Required work:
Up to and including the final line, retype each line of the records below, starting with the one that contains "let unit_millis: u64".

[Opening Material for this exercise section]

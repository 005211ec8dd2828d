//! Observability: structured logging setup and span macros

pub mod logging;

pub use logging::{init_default_logging, init_logging, LogFormat};

// Span macros for structured logging
pub use logging::{cycle_span, mqtt_span};
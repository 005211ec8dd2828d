//! Tests for logging configuration and format parsing
//!
//! Tests the pure functions in the logging module that handle log format,
//! level and verbosity parsing.

use pws2mqtt::observability::logging::{apply_verbosity, build_filter, parse_level, LogFormat};
use tracing::Level;

#[test]
fn test_log_format_parse_is_case_insensitive() {
    assert_eq!(LogFormat::parse("JSON"), LogFormat::Json);
    assert_eq!(LogFormat::parse("Pretty"), LogFormat::Pretty);
    assert_eq!(LogFormat::parse("COMPACT"), LogFormat::Compact);
}

#[test]
fn test_log_format_parse_invalid_defaults_to_json() {
    assert_eq!(LogFormat::parse("xml"), LogFormat::Json);
    assert_eq!(LogFormat::parse("  json  "), LogFormat::Json);
    assert_eq!(LogFormat::parse("123"), LogFormat::Json);
}

#[test]
fn test_log_level_parsing() {
    assert_eq!(parse_level("ERROR"), Level::ERROR);
    assert_eq!(parse_level("warn"), Level::WARN);
    assert_eq!(parse_level("Info"), Level::INFO);
    assert_eq!(parse_level("trace"), Level::TRACE);
    assert_eq!(parse_level(""), Level::INFO);
}

#[test]
fn test_verbosity_never_lowers_level() {
    assert_eq!(apply_verbosity(Level::WARN, 1), Level::DEBUG);
    assert_eq!(apply_verbosity(Level::DEBUG, 1), Level::DEBUG);
    assert_eq!(apply_verbosity(Level::ERROR, 3), Level::TRACE);
}

#[test]
fn test_default_filter_quiets_dependencies() {
    let filter = build_filter(Level::DEBUG, None).to_string();
    assert!(filter.contains("rumqttc=warn"));
    assert!(filter.contains("reqwest=warn"));
}

#[test]
fn test_blank_rust_log_is_ignored() {
    let filter = build_filter(Level::INFO, Some("  ")).to_string();
    assert!(filter.contains("hyper=warn"));
}
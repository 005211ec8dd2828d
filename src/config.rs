//! Configuration loading and validation
//!
//! The service is configured entirely through environment-style key/value pairs.
//! [`Config::from_lookup`] builds one immutable [`Config`] from any lookup function
//! so that nothing below `main` ever reads the process environment directly.

use regex::Regex;
use serde::{Serialize, Serializer};
use std::sync::OnceLock;
use std::time::Duration;
use thiserror::Error;
use url::Url;

/// Environment variable names
pub mod keys {
    pub const SENSOR_SET_NAME: &str = "SENSOR_SET_NAME";
    pub const API_KEY: &str = "WU_API_KEY";
    pub const STATION_IDS: &str = "WU_STATION_IDS";
    pub const MAX_RETRIES: &str = "WU_MAX_RETRIES";
    pub const API_URL: &str = "WU_API_URL";
    pub const HTTP_TIMEOUT: &str = "WU_HTTP_TIMEOUT";
    pub const MQTT_HOST: &str = "MQTT_HOST";
    pub const MQTT_PORT: &str = "MQTT_PORT";
    pub const MQTT_CLIENT_ID: &str = "MQTT_CLIENT_ID";
    pub const MQTT_TLS: &str = "MQTT_TLS";
    pub const MQTT_USERNAME: &str = "MQTT_USERNAME";
    pub const MQTT_PASSWORD: &str = "MQTT_PASSWORD";
    pub const POLL_INTERVAL: &str = "POLL_INTERVAL";
}

pub const DEFAULT_MAX_RETRIES: u32 = 5;
pub const DEFAULT_CLIENT_ID: &str = "pws2mqtt";
pub const DEFAULT_POLL_INTERVAL: &str = "1m";
pub const DEFAULT_API_URL: &str = "https://api.weather.com/v2/pws/observations/current";
pub const DEFAULT_HTTP_TIMEOUT: &str = "10s";

/// Characters MQTT reserves inside topic names
const RESERVED_TOPIC_CHARS: [char; 3] = ['+', '#', '\0'];

const REDACTED: &str = "***";

/// Complete runtime configuration, built once at startup
#[derive(Debug, Clone, Serialize, PartialEq)]
pub struct Config {
    pub sensor_set: SensorSetSection,
    pub weather: WeatherSection,
    pub mqtt: MqttSection,
    pub schedule: ScheduleSection,
}

/// Device and topic identity
#[derive(Debug, Clone, Serialize, PartialEq)]
pub struct SensorSetSection {
    /// Used as the device identifier and as a topic path segment
    pub name: String,
}

/// Upstream weather API settings
#[derive(Debug, Clone, Serialize, PartialEq)]
pub struct WeatherSection {
    pub api_key: String,
    /// Stations in fallback order
    pub station_ids: Vec<String>,
    /// Attempts per station before falling back to the next one
    pub max_retries: u32,
    pub api_url: String,
    #[serde(serialize_with = "serialize_duration")]
    pub http_timeout: Duration,
}

/// MQTT broker connection settings
#[derive(Debug, Clone, Serialize, PartialEq)]
pub struct MqttSection {
    pub host: String,
    pub port: u16,
    pub tls: bool,
    pub client_id: String,
    #[serde(skip_serializing_if = "Option::is_none")]
    pub username: Option<String>,
    #[serde(skip_serializing_if = "Option::is_none")]
    pub password: Option<String>,
}

#[derive(Debug, Clone, Serialize, PartialEq)]
pub struct ScheduleSection {
    pub poll: PollMode,
}

/// How often publish cycles run
#[derive(Debug, Clone, Copy, PartialEq, Eq)]
pub enum PollMode {
    /// First cycle immediately, then one per interval
    Interval(Duration),
    /// Exactly one cycle, then exit
    Once,
}

impl Serialize for PollMode {
    fn serialize<S: Serializer>(&self, serializer: S) -> Result<S::Ok, S::Error> {
        match self {
            PollMode::Interval(interval) => serializer.serialize_str(&format_duration(*interval)),
            PollMode::Once => serializer.serialize_str("once"),
        }
    }
}

fn serialize_duration<S: Serializer>(duration: &Duration, serializer: S) -> Result<S::Ok, S::Error> {
    serializer.serialize_str(&format_duration(*duration))
}

/// Configuration loading errors
#[derive(Debug, Error, PartialEq)]
pub enum ConfigError {
    #[error("Missing required configuration: {0}")]
    Missing(&'static str),
    #[error("Invalid value for {key}: {reason}")]
    InvalidValue { key: &'static str, reason: String },
    #[error("Invalid poll interval '{0}': expected a duration such as 5m, 2m30s or 1h")]
    InvalidPollInterval(String),
    #[error("Invalid sensor set name '{name}': {reason}")]
    InvalidSensorSetName { name: String, reason: String },
}

impl Config {
    /// Load configuration from the process environment
    pub fn from_env() -> Result<Self, ConfigError> {
        Self::from_lookup(|key| std::env::var(key).ok())
    }

    /// Load configuration from an arbitrary key/value lookup
    ///
    /// Validation order matters to callers: the sensor set name and the poll
    /// interval are checked before anything that could lead to network activity.
    pub fn from_lookup<F>(lookup: F) -> Result<Self, ConfigError>
    where
        F: Fn(&str) -> Option<String>,
    {
        let required = |key: &'static str| -> Result<String, ConfigError> {
            lookup(key)
                .map(|value| value.trim().to_string())
                .filter(|value| !value.is_empty())
                .ok_or(ConfigError::Missing(key))
        };

        let name = lookup(keys::SENSOR_SET_NAME).ok_or(ConfigError::Missing(keys::SENSOR_SET_NAME))?;
        validate_sensor_set_name(&name)?;

        let poll = match lookup(keys::POLL_INTERVAL) {
            None => PollMode::Interval(parse_poll_interval(DEFAULT_POLL_INTERVAL)?),
            Some(raw) => parse_poll_mode(&raw)?,
        };

        let api_key = required(keys::API_KEY)?;
        let station_ids = parse_station_ids(&required(keys::STATION_IDS)?)?;

        let max_retries = match lookup(keys::MAX_RETRIES) {
            Some(raw) if !raw.trim().is_empty() => parse_max_retries(&raw)?,
            _ => DEFAULT_MAX_RETRIES,
        };

        let api_url = lookup(keys::API_URL)
            .filter(|value| !value.trim().is_empty())
            .unwrap_or_else(|| DEFAULT_API_URL.to_string());
        Url::parse(&api_url).map_err(|e| ConfigError::InvalidValue {
            key: keys::API_URL,
            reason: e.to_string(),
        })?;

        let http_timeout_raw = lookup(keys::HTTP_TIMEOUT)
            .filter(|value| !value.trim().is_empty())
            .unwrap_or_else(|| DEFAULT_HTTP_TIMEOUT.to_string());
        let http_timeout =
            parse_duration(&http_timeout_raw).ok_or_else(|| ConfigError::InvalidValue {
                key: keys::HTTP_TIMEOUT,
                reason: format!("'{http_timeout_raw}' is not a duration"),
            })?;

        let host = required(keys::MQTT_HOST)?;
        let port_raw = required(keys::MQTT_PORT)?;
        let port = port_raw
            .parse::<u16>()
            .map_err(|e| ConfigError::InvalidValue {
                key: keys::MQTT_PORT,
                reason: format!("'{port_raw}': {e}"),
            })?;
        let tls = match lookup(keys::MQTT_TLS) {
            Some(raw) if !raw.trim().is_empty() => parse_bool(keys::MQTT_TLS, &raw)?,
            _ => false,
        };
        let client_id = lookup(keys::MQTT_CLIENT_ID)
            .filter(|value| !value.trim().is_empty())
            .unwrap_or_else(|| DEFAULT_CLIENT_ID.to_string());
        let username = lookup(keys::MQTT_USERNAME).filter(|value| !value.is_empty());
        let password = lookup(keys::MQTT_PASSWORD).filter(|value| !value.is_empty());

        Ok(Config {
            sensor_set: SensorSetSection { name },
            weather: WeatherSection {
                api_key,
                station_ids,
                max_retries,
                api_url,
                http_timeout,
            },
            mqtt: MqttSection {
                host,
                port,
                tls,
                client_id,
                username,
                password,
            },
            schedule: ScheduleSection { poll },
        })
    }

    /// Copy of the configuration that is safe to print
    pub fn redacted(&self) -> Self {
        let mut config = self.clone();
        config.weather.api_key = REDACTED.to_string();
        if config.mqtt.password.is_some() {
            config.mqtt.password = Some(REDACTED.to_string());
        }
        config
    }

    /// Create a test configuration for unit testing
    #[cfg(test)]
    pub fn test_config() -> Self {
        Config {
            sensor_set: SensorSetSection {
                name: "backyard".to_string(),
            },
            weather: WeatherSection {
                api_key: "test-api-key".to_string(),
                station_ids: vec!["KTEST1".to_string()],
                max_retries: DEFAULT_MAX_RETRIES,
                api_url: DEFAULT_API_URL.to_string(),
                http_timeout: Duration::from_secs(10),
            },
            mqtt: MqttSection {
                host: "localhost".to_string(),
                port: 1883,
                tls: false,
                client_id: DEFAULT_CLIENT_ID.to_string(),
                username: None,
                password: None,
            },
            schedule: ScheduleSection {
                poll: PollMode::Once,
            },
        }
    }
}

/// Reject names that would break the topic hierarchy
pub fn validate_sensor_set_name(name: &str) -> Result<(), ConfigError> {
    if name.is_empty() {
        return Err(ConfigError::InvalidSensorSetName {
            name: name.to_string(),
            reason: "must not be empty".to_string(),
        });
    }

    if let Some(ch) = name.chars().find(|c| RESERVED_TOPIC_CHARS.contains(c)) {
        return Err(ConfigError::InvalidSensorSetName {
            name: name.replace('\0', "\\0"),
            reason: format!("contains reserved topic character {ch:?}"),
        });
    }

    Ok(())
}

/// Parse the poll setting: empty or `once` selects one-shot mode
fn parse_poll_mode(raw: &str) -> Result<PollMode, ConfigError> {
    let trimmed = raw.trim();
    if trimmed.is_empty() || trimmed.eq_ignore_ascii_case("once") {
        return Ok(PollMode::Once);
    }
    Ok(PollMode::Interval(parse_poll_interval(trimmed)?))
}

fn parse_poll_interval(raw: &str) -> Result<Duration, ConfigError> {
    parse_duration(raw)
        .filter(|interval| *interval >= Duration::from_millis(1))
        .ok_or_else(|| ConfigError::InvalidPollInterval(raw.to_string()))
}

fn parse_station_ids(raw: &str) -> Result<Vec<String>, ConfigError> {
    let ids: Vec<String> = raw
        .split(',')
        .map(str::trim)
        .filter(|id| !id.is_empty())
        .map(str::to_string)
        .collect();

    if ids.is_empty() {
        return Err(ConfigError::Missing(keys::STATION_IDS));
    }
    Ok(ids)
}

fn parse_max_retries(raw: &str) -> Result<u32, ConfigError> {
    match raw.trim().parse::<u32>() {
        Ok(0) => Err(ConfigError::InvalidValue {
            key: keys::MAX_RETRIES,
            reason: "must be at least 1".to_string(),
        }),
        Ok(value) => Ok(value),
        Err(e) => Err(ConfigError::InvalidValue {
            key: keys::MAX_RETRIES,
            reason: format!("'{}': {e}", raw.trim()),
        }),
    }
}

fn parse_bool(key: &'static str, raw: &str) -> Result<bool, ConfigError> {
    match raw.trim().to_lowercase().as_str() {
        "true" => Ok(true),
        "false" => Ok(false),
        other => Err(ConfigError::InvalidValue {
            key,
            reason: format!("expected true or false, got '{other}'"),
        }),
    }
}

fn duration_segment() -> &'static Regex {
    static PATTERN: OnceLock<Regex> = OnceLock::new();
    PATTERN.get_or_init(|| {
        Regex::new(r"^(\d+)(ms|s|m|h|d)").expect("duration segment pattern is a valid regex")
    })
}

/// Parse a compound duration such as `5m`, `2m30s`, `1h` or `500ms`
///
/// A bare integer is read as milliseconds. Returns `None` for anything else.
pub fn parse_duration(raw: &str) -> Option<Duration> {
    let raw = raw.trim();
    if raw.is_empty() {
        return None;
    }
    if let Ok(millis) = raw.parse::<u64>() {
        return Some(Duration::from_millis(millis));
    }

    let segment = duration_segment();
    let mut rest = raw;
    let mut total = Duration::ZERO;

    while !rest.is_empty() {
        let captures = segment.captures(rest)?;
        let amount: u64 = captures[1].parse().ok()?;
        let unit_millis: u64 = match &captures[2] {
            "ms" => 1,
            "s" => 1_000,
            "m" => 60_000,
            "h" => 3_600_000,
            "d" => 86_400_000,
            _ => return None,
        };
        total = total.checked_add(Duration::from_millis(amount.checked_mul(unit_millis)?))?;
        rest = &rest[captures[0].len()..];
    }

    Some(total)
}

/// Render a duration in the same compound notation [`parse_duration`] accepts
pub fn format_duration(duration: Duration) -> String {
    let mut millis = duration.as_millis();
    if millis == 0 {
        return "0ms".to_string();
    }

    let mut out = String::new();
    for (unit, size) in [("h", 3_600_000u128), ("m", 60_000), ("s", 1_000), ("ms", 1)] {
        let count = millis / size;
        if count > 0 {
            out.push_str(&format!("{count}{unit}"));
            millis %= size;
        }
    }
    out
}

[Closing Material for this exercise section]

Response:
        let unit_millis: u64 = match &captures[2] {
            "ms" => 1,
            "s" => 1_000,
            "m" => 60_000,
            "h" => 3_600_000,
            "d" => 86_400_000,
            _ => return None,
        };
        total = total.checked_add(Duration::from_millis(amount.checked_mul(unit_millis)?))?;
        rest = &rest[captures[0].len()..];
    }

    Some(total)
}

/// Render a duration in the same compound notation [`parse_duration`] accepts
pub fn format_duration(duration: Duration) -> String {
    let mut millis = duration.as_millis();
    if millis == 0 {
        return "0ms".to_string();
    }

    let mut out = String::new();
    for (unit, size) in [("h", 3_600_000u128), ("m", 60_000), ("s", 1_000), ("ms", 1)] {
        let count = millis / size;
        if count > 0 {
            out.push_str(&format!("{count}{unit}"));
            millis %= size;
        }
    }
    out
}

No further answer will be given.